Carnival of Souls, (1962) is one of those B movies everyone makes fun of, but can’t help watching. If you decide to watch this film, just imagine you are seeing an extended episode of the “The Twilight Zone.” I remember when I was a little girl seeing this movie, it haunted me for days. Although the movie was done on a shoestring, it is scary, and director,  Herk Harvey does a fine job with it.

The movie opens up with a group of young people drag racing, if you want to call going 15 miles per hour drag racing; I guess that was the protocol back in the day. Mary Henry (Candice Hilligoss) finds herself on this ominous day on the passenger seat of one of the cars. When the cars race across a bridge Mary and her friends end up crashing into the water below. The credits roll, and then we see Mary’s ghostly like figure rising from under the water. She is pale, wet, and appears cold, but alive.

Although poor Mary is alive her troubles have only just begun. Mary is a church organist, and is offered a job in Utah. She packs up her little things and moves. On her drive to Utah in her beat up car, in a lonely and dark country road, she begins to see a pale, ghastly man. When she arrives in Utah, the ghastly man appears everywhere she goes and torments her relentlessly. The ghastly man, turns out, has friends, these zombie-like creatures who also pursue Mary. They beckon her to come to the other side. They dance a waltz to eerie, dark music, in an abandoned carnival that Mary is summoned to. As they dance, they smile at each other as if celebrating the new member, Mary.

Mary seeks help from people, but all think she has lost her mind. She continues to have flashes in which everything around her goes completely silent.
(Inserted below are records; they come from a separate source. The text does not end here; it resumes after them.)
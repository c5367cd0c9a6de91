use chrono::Duration;
use config::ConfigError;
use serde::Deserialize;
use std::env;
use std::sync::Arc;

use crate::bundle_cache::{DEFAULT_MAX_AGE_DAYS, DEFAULT_STORAGE_KEY};
use crate::cache_store::{CacheStore, FileStore, MemoryStore, StoreError};
use crate::redis_repo::RedisStore;

#[derive(Debug, Deserialize, Clone)]
pub struct Config {
    pub server: ServerConfig,
    #[serde(default)]
    pub cache: CacheConfig,
}

#[derive(Debug, Deserialize, Clone)]
pub struct ServerConfig {
    pub port: u16,
}

#[derive(Debug, Deserialize, Clone, Copy, PartialEq, Eq, Default)]
#[serde(rename_all = "lowercase")]
pub enum CacheBackend {
    #[default]
    Memory,
    File,
    Redis,
}

#[derive(Debug, Deserialize, Clone)]
pub struct CacheConfig {
    #[serde(default)]
    pub backend: CacheBackend,
    #[serde(default = "default_storage_key")]
    pub storage_key: String,
    #[serde(default = "default_max_age_days")]
    pub max_age_days: i64,
    /// Directory for the file backend
    pub directory: Option<String>,
    /// Connection string for the redis backend
    pub redis_url: Option<String>,
}

fn default_storage_key() -> String { DEFAULT_STORAGE_KEY.to_string() }

fn default_max_age_days() -> i64 { DEFAULT_MAX_AGE_DAYS }

impl Default for CacheConfig {
    fn default() -> Self {
        Self {
            backend: CacheBackend::default(),
            storage_key: default_storage_key(),
            max_age_days: default_max_age_days(),
            directory: None,
            redis_url: None,
        }
    }
}

impl CacheConfig {
    /// Entry lifetime. At least one day, and small enough to count in milliseconds.
    pub fn max_age(&self) -> Result<Duration, ConfigError> {
        if self.max_age_days < 1 {
            return Err(ConfigError::Message(format!(
                "cache.max_age_days must be at least 1, got {}",
                self.max_age_days
            )));
        }
        Duration::try_days(self.max_age_days).ok_or_else(|| {
            ConfigError::Message(format!(
                "cache.max_age_days is too large: {}",
                self.max_age_days
            ))
        })
    }

    /// Build the configured persistence medium
    pub fn build_store(&self) -> Result<Arc<dyn CacheStore>, StoreError> {
        match self.backend {
            CacheBackend::Memory => Ok(Arc::new(MemoryStore::new())),
            CacheBackend::File => {
                let directory = self.directory.as_deref().unwrap_or("data/bundles");
                Ok(Arc::new(FileStore::new(directory)?))
            }
            CacheBackend::Redis => {
                let url = self.redis_url.as_deref().ok_or_else(|| {
                    StoreError::Unavailable("cache.redis_url is required for the redis backend".to_string())
                })?;
                Ok(Arc::new(RedisStore::new(url)?))
            }
        }
    }
}

impl Config {
    pub fn load() -> Result<Self, config::ConfigError> {
        let run_mode = env::var("RUN_MODE").unwrap_or_else(|_| "development".into());

        let s = config::Config::builder()
            .add_source(config::File::with_name("config/default"))
            // Environment specific overrides are optional
            .add_source(config::File::with_name(&format!("config/{}", run_mode)).required(false))
            // Local, never checked in
            .add_source(config::File::with_name("config/local").required(false))
            // Eg. `STOREFRONT__SERVER__PORT=9000`
            .add_source(config::Environment::with_prefix("STOREFRONT").separator("__"))
            .build()?;

        let config: Self = s.try_deserialize()?;
        config.cache.max_age()?;
        Ok(config)
    }
}
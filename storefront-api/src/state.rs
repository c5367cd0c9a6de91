use axum::http::HeaderMap;
use chrono::Duration;
use config::ConfigError;
use std::sync::Arc;
use storefront_cart::BundleCart;
use storefront_catalog::PricingEngine;
use storefront_store::app_config::CacheConfig;
use storefront_store::{CacheStore, LocalMetadataCache};

use crate::error::AppError;

pub const SESSION_HEADER: &str = "x-session-id";
pub const ANONYMOUS_SESSION: &str = "anonymous";

pub type SessionCart = BundleCart<Arc<dyn CacheStore>>;

#[derive(Clone)]
pub struct AppState {
    pub store: Arc<dyn CacheStore>,
    pub cache: CacheConfig,
    pub pricing: PricingEngine,
    max_age: Duration,
}

impl AppState {
    /// Fails when the cache settings carry an unusable entry lifetime
    pub fn new(store: Arc<dyn CacheStore>, cache: CacheConfig) -> Result<Self, ConfigError> {
        let max_age = cache.max_age()?;
        Ok(Self {
            store,
            cache,
            pricing: PricingEngine::default(),
            max_age,
        })
    }

    /// Bundle cart scoped to one browsing session's storage key
    pub fn cart_for(&self, session: &str) -> SessionCart {
        let cache = LocalMetadataCache::with_storage_key(
            self.store.clone(),
            format!("{}:{}", self.cache.storage_key, session),
        )
        .with_max_age(self.max_age);

        BundleCart::new(cache, self.pricing.clone())
    }

    /// Run `f` against the session's cart off the async runtime; stores may block.
    pub async fn with_cart<T, F>(&self, headers: &HeaderMap, f: F) -> Result<T, AppError>
    where
        T: Send + 'static,
        F: FnOnce(SessionCart) -> T + Send + 'static,
    {
        let cart = self.cart_for(&session_id(headers));
        Ok(tokio::task::spawn_blocking(move || f(cart)).await?)
    }
}

/// Session id from the request, falling back to a shared anonymous session.
pub fn session_id(headers: &HeaderMap) -> String {
    headers
        .get(SESSION_HEADER)
        .and_then(|v| v.to_str().ok())
        .map(str::trim)
        .filter(|s| !s.is_empty() && s.len() <= 128)
        .unwrap_or(ANONYMOUS_SESSION)
        .to_string()
}
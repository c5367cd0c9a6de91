use chrono::{Duration, Utc};
use std::collections::BTreeMap;
use storefront_shared::ProductId;
use tracing::{debug, info, warn};

use crate::cache_store::{CacheStore, StoreError};
use crate::stored::{load_entries, StoredBundleData};

pub const DEFAULT_STORAGE_KEY: &str = "bundle_data";
pub const DEFAULT_MAX_AGE_DAYS: i64 = 7;

/// Why the persisted map could not be used. Never leaves this module.
#[derive(Debug, thiserror::Error)]
enum CacheError {
    #[error("bundle cache unavailable: {0}")]
    Unavailable(#[from] StoreError),

    #[error("bundle cache corrupt: {0}")]
    Corrupt(String),
}

type EntryMap = BTreeMap<String, StoredBundleData>;

/// Live entries as of a single load, for callers that look up many ids at once
#[derive(Debug, Clone, Default, PartialEq)]
pub struct BundleSnapshot {
    entries: EntryMap,
}

impl BundleSnapshot {
    pub fn get(&self, product_id: ProductId) -> Option<&StoredBundleData> {
        self.entries.get(&product_id.to_string())
    }

    pub fn product_ids(&self) -> Vec<ProductId> {
        self.entries.keys().filter_map(|k| k.parse().ok()).collect()
    }

    pub fn len(&self) -> usize {
        self.entries.len()
    }

    pub fn is_empty(&self) -> bool {
        self.entries.is_empty()
    }
}

/// Age-bounded bundle detail keyed by product id.
///
/// The whole map lives under a single storage key. Every read loads and
/// prunes it; every write replaces one entry and persists the full map.
/// Each operation holds the store's lock for the storage key, so caches
/// sharing a store and key never overwrite each other's entries.
/// Store faults degrade to an empty cache and are only logged.
pub struct LocalMetadataCache<S: CacheStore> {
    store: S,
    storage_key: String,
    max_age: Duration,
}

impl<S: CacheStore> LocalMetadataCache<S> {
    pub fn new(store: S) -> Self {
        Self::with_storage_key(store, DEFAULT_STORAGE_KEY)
    }

    pub fn with_storage_key(store: S, storage_key: impl Into<String>) -> Self {
        Self {
            store,
            storage_key: storage_key.into(),
            max_age: Duration::days(DEFAULT_MAX_AGE_DAYS),
        }
    }

    pub fn with_max_age(mut self, max_age: Duration) -> Self {
        self.max_age = max_age;
        self
    }

    pub fn storage_key(&self) -> &str {
        &self.storage_key
    }

    /// Replace the entry for `product_id`, stamping the current time.
    pub fn save(&self, product_id: ProductId, mut data: StoredBundleData) -> StoredBundleData {
        data.timestamp = Utc::now().timestamp_millis();

        let _guard = self.store.key_locks().lock(&self.storage_key);
        let mut entries = self.load_or_reset();
        entries.insert(product_id.to_string(), data.clone());
        self.persist(&entries);

        info!(product_id, items = data.bundle_items.len(), "Bundle detail cached");
        data
    }

    pub fn get(&self, product_id: ProductId) -> Option<StoredBundleData> {
        let _guard = self.store.key_locks().lock(&self.storage_key);
        self.load_or_reset().remove(&product_id.to_string())
    }

    pub fn remove(&self, product_id: ProductId) {
        let _guard = self.store.key_locks().lock(&self.storage_key);
        let mut entries = self.load_or_reset();
        if entries.remove(&product_id.to_string()).is_some() {
            self.persist(&entries);
            info!(product_id, "Bundle detail removed");
        }
    }

    pub fn clear(&self) {
        let _guard = self.store.key_locks().lock(&self.storage_key);
        match self.store.delete(&self.storage_key) {
            Ok(()) => info!(key = %self.storage_key, "Bundle cache cleared"),
            Err(e) => warn!(key = %self.storage_key, error = %e, "Failed to clear bundle cache"),
        }
    }

    /// Product ids with a live entry
    pub fn product_ids(&self) -> Vec<ProductId> {
        self.snapshot().product_ids()
    }

    /// Every live entry from one load of the store
    pub fn snapshot(&self) -> BundleSnapshot {
        let _guard = self.store.key_locks().lock(&self.storage_key);
        BundleSnapshot {
            entries: self.load_or_reset(),
        }
    }

    fn load_or_reset(&self) -> EntryMap {
        match self.load() {
            Ok(entries) => entries,
            Err(CacheError::Corrupt(reason)) => {
                warn!(key = %self.storage_key, %reason, "Resetting corrupt bundle cache");
                if let Err(e) = self.store.delete(&self.storage_key) {
                    warn!(key = %self.storage_key, error = %e, "Failed to reset bundle cache");
                }
                EntryMap::new()
            }
            Err(e) => {
                warn!(key = %self.storage_key, error = %e, "Bundle cache unavailable, using empty cache");
                EntryMap::new()
            }
        }
    }

    fn load(&self) -> Result<EntryMap, CacheError> {
        let Some(raw) = self.store.read(&self.storage_key)? else {
            return Ok(EntryMap::new());
        };

        let value: serde_json::Value =
            serde_json::from_str(&raw).map_err(|e| CacheError::Corrupt(e.to_string()))?;
        let now = Utc::now().timestamp_millis();
        let loaded = load_entries(value, now, self.max_age.num_milliseconds())
            .ok_or_else(|| CacheError::Corrupt("top-level value is not an object".to_string()))?;

        if loaded.pruned > 0 {
            debug!(key = %self.storage_key, pruned = loaded.pruned, "Pruned bundle cache");
            self.persist(&loaded.entries);
        }
        Ok(loaded.entries)
    }

    fn persist(&self, entries: &EntryMap) {
        let serialized = match serde_json::to_string(entries) {
            Ok(s) => s,
            Err(e) => {
                warn!(key = %self.storage_key, error = %e, "Failed to serialize bundle cache");
                return;
            }
        };
        if let Err(e) = self.store.write(&self.storage_key, &serialized) {
            warn!(key = %self.storage_key, error = %e, "Failed to persist bundle cache");
        }
    }
}

#[cfg(test)]
mod tests {
    use super::*;
    use crate::cache_store::{KeyLocks, MemoryStore};
    use rust_decimal::Decimal;
    use std::sync::Arc;
    use std::thread;
    use storefront_catalog::{BundleItemSpec, ItemRole, PricingMode};

    fn data(quantity: i32) -> StoredBundleData {
        StoredBundleData {
            bundle_items: vec![BundleItemSpec {
                product_id: 501,
                role: ItemRole::Required,
                is_free: false,
                quantity,
                unit_price: Some(Decimal::from(12)),
            }],
            bundle_total: Decimal::from(12 * quantity),
            box_price: None,
            products_total: Some(Decimal::from(12 * quantity)),
            required_items_total: Some(Decimal::from(12 * quantity)),
            addon_items_total: Some(Decimal::ZERO),
            pricing_mode: PricingMode::Sum,
            fixed_price: None,
            quantity: None,
            timestamp: 0,
        }
    }

    /// Store whose every operation fails
    #[derive(Default)]
    struct BrokenStore(KeyLocks);

    impl CacheStore for BrokenStore {
        fn read(&self, _key: &str) -> Result<Option<String>, StoreError> {
            Err(StoreError::Unavailable("storage disabled".to_string()))
        }
        fn write(&self, _key: &str, _value: &str) -> Result<(), StoreError> {
            Err(StoreError::Unavailable("storage disabled".to_string()))
        }
        fn delete(&self, _key: &str) -> Result<(), StoreError> {
            Err(StoreError::Unavailable("storage disabled".to_string()))
        }
        fn key_locks(&self) -> &KeyLocks {
            &self.0
        }
    }

    #[test]
    fn test_save_then_get_round_trip() {
        let cache = LocalMetadataCache::new(MemoryStore::new());
        let saved = cache.save(42, data(2));

        assert!(saved.timestamp > 0);
        assert_eq!(cache.get(42), Some(saved));
        assert_eq!(cache.get(43), None);
    }

    #[test]
    fn test_save_overwrites_whole_entry() {
        let cache = LocalMetadataCache::new(MemoryStore::new());
        let mut first = data(2);
        first.box_price = Some(Decimal::from(99));
        cache.save(42, first);

        let second = cache.save(42, data(3));
        let stored = cache.get(42).unwrap();
        assert_eq!(stored, second);
        assert_eq!(stored.box_price, None);
    }

    #[test]
    fn test_expired_entry_pruned_on_read() {
        let store = Arc::new(MemoryStore::new());
        let cache = LocalMetadataCache::new(store.clone());
        cache.save(1, data(1));

        let mut old = data(1);
        old.timestamp = (Utc::now() - Duration::days(8)).timestamp_millis();
        let raw = serde_json::json!({
            "1": cache.get(1).unwrap(),
            "2": old,
        });
        store.write(DEFAULT_STORAGE_KEY, &raw.to_string()).unwrap();

        // Any read prunes, and the store is rewritten without the expired entry
        assert!(cache.get(1).is_some());
        let persisted: serde_json::Value =
            serde_json::from_str(&store.read(DEFAULT_STORAGE_KEY).unwrap().unwrap()).unwrap();
        assert!(persisted.get("1").is_some());
        assert!(persisted.get("2").is_none());
        assert_eq!(cache.get(2), None);
    }

    #[test]
    fn test_custom_max_age() {
        let cache = LocalMetadataCache::new(MemoryStore::new()).with_max_age(Duration::milliseconds(-1));
        cache.save(9, data(1));
        assert_eq!(cache.get(9), None);
    }

    #[test]
    fn test_corrupt_store_reads_as_empty() {
        let store = Arc::new(MemoryStore::new());
        store.write(DEFAULT_STORAGE_KEY, "{not json").unwrap();
        let cache = LocalMetadataCache::new(store.clone());

        assert_eq!(cache.get(1), None);
        assert_eq!(cache.get(2), None);
        assert!(cache.product_ids().is_empty());
    }

    #[test]
    fn test_save_after_corruption_starts_fresh_store() {
        let store = Arc::new(MemoryStore::new());
        store.write(DEFAULT_STORAGE_KEY, "[1, 2, 3]").unwrap();
        let cache = LocalMetadataCache::new(store.clone());

        let saved = cache.save(5, data(1));
        assert_eq!(cache.get(5), Some(saved));
        assert_eq!(cache.product_ids(), vec![5]);
    }

    #[test]
    fn test_unavailable_store_never_raises() {
        let cache = LocalMetadataCache::new(BrokenStore::default());
        let saved = cache.save(1, data(1));
        assert_eq!(saved.bundle_items.len(), 1);
        assert_eq!(cache.get(1), None);
        cache.remove(1);
        cache.clear();
    }

    #[test]
    fn test_remove_and_clear() {
        let cache = LocalMetadataCache::new(MemoryStore::new());
        cache.save(1, data(1));
        cache.save(2, data(1));

        cache.remove(1);
        assert_eq!(cache.product_ids(), vec![2]);

        cache.clear();
        assert!(cache.product_ids().is_empty());
    }

    #[test]
    fn test_storage_keys_are_isolated() {
        let store = Arc::new(MemoryStore::new());
        let a = LocalMetadataCache::with_storage_key(store.clone(), "bundle_data:a");
        let b = LocalMetadataCache::with_storage_key(store.clone(), "bundle_data:b");

        a.save(1, data(1));
        assert!(a.get(1).is_some());
        assert!(b.get(1).is_none());
    }

    #[test]
    fn test_concurrent_saves_keep_every_entry() {
        let store = Arc::new(MemoryStore::new());

        thread::scope(|scope| {
            for worker in 0..8u64 {
                let store = store.clone();
                scope.spawn(move || {
                    // Separate cache instances over one shared store and key
                    let cache = LocalMetadataCache::new(store);
                    for n in 0..10 {
                        cache.save(worker * 100 + n, data(1));
                    }
                });
            }
        });

        let cache = LocalMetadataCache::new(store);
        assert_eq!(cache.product_ids().len(), 80);
    }

    #[test]
    fn test_concurrent_save_and_remove() {
        let store = Arc::new(MemoryStore::new());
        let seed = LocalMetadataCache::new(store.clone());
        for id in 0..20 {
            seed.save(id, data(1));
        }

        thread::scope(|scope| {
            let remover = store.clone();
            scope.spawn(move || {
                let cache = LocalMetadataCache::new(remover);
                for id in 0..20 {
                    cache.remove(id);
                }
            });
            let saver = store.clone();
            scope.spawn(move || {
                let cache = LocalMetadataCache::new(saver);
                for id in 100..120 {
                    cache.save(id, data(1));
                }
            });
        });

        let ids = LocalMetadataCache::new(store).product_ids();
        assert_eq!(ids, (100..120).collect::<Vec<_>>());
    }

    #[test]
    fn test_snapshot_reads_once() {
        let cache = LocalMetadataCache::new(MemoryStore::new());
        cache.save(1, data(1));
        cache.save(2, data(2));

        let snapshot = cache.snapshot();
        assert_eq!(snapshot.len(), 2);
        assert_eq!(snapshot.product_ids(), vec![1, 2]);
        assert_eq!(snapshot.get(2).map(|d| d.implied_quantity()), Some(Some(2)));
        assert!(snapshot.get(3).is_none());

        // Later writes do not leak into a taken snapshot
        cache.remove(1);
        assert!(snapshot.get(1).is_some());
        assert!(cache.snapshot().get(1).is_none());
    }
}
As if for moments, she breaks the barrier between life and death. When she enters the silent world, she appears like a spirit in limbo. She cries out to people in the street, but they don’t hear her. Mary realizes she is caught between two worlds and must escape death’s grip. But can she?

The movie has campy dialogue, but the camera work is incredible. Shots of the organ and ghouls are eerie. The organ playing through out the film was a little too much, but tells a morose, dark, and eerie story. Hillgross’ performance was good, not Oscar worthy, but good. She captured the spirit of a detached, cold, & isolated young woman caught between two worlds. The guy who plays her neighbor drove me crazy. A pervert no one would want next door. Although Hillgross was the only real actor in the movie, the fact that the other characters were not fully developed adds to this film. They are like people in a dream, much like the dream Mary is in. OK, it’s a B movie, but it is scary in terms of mood, & setting, and well worth the watch. I must warn you, you may just not get up from this dream.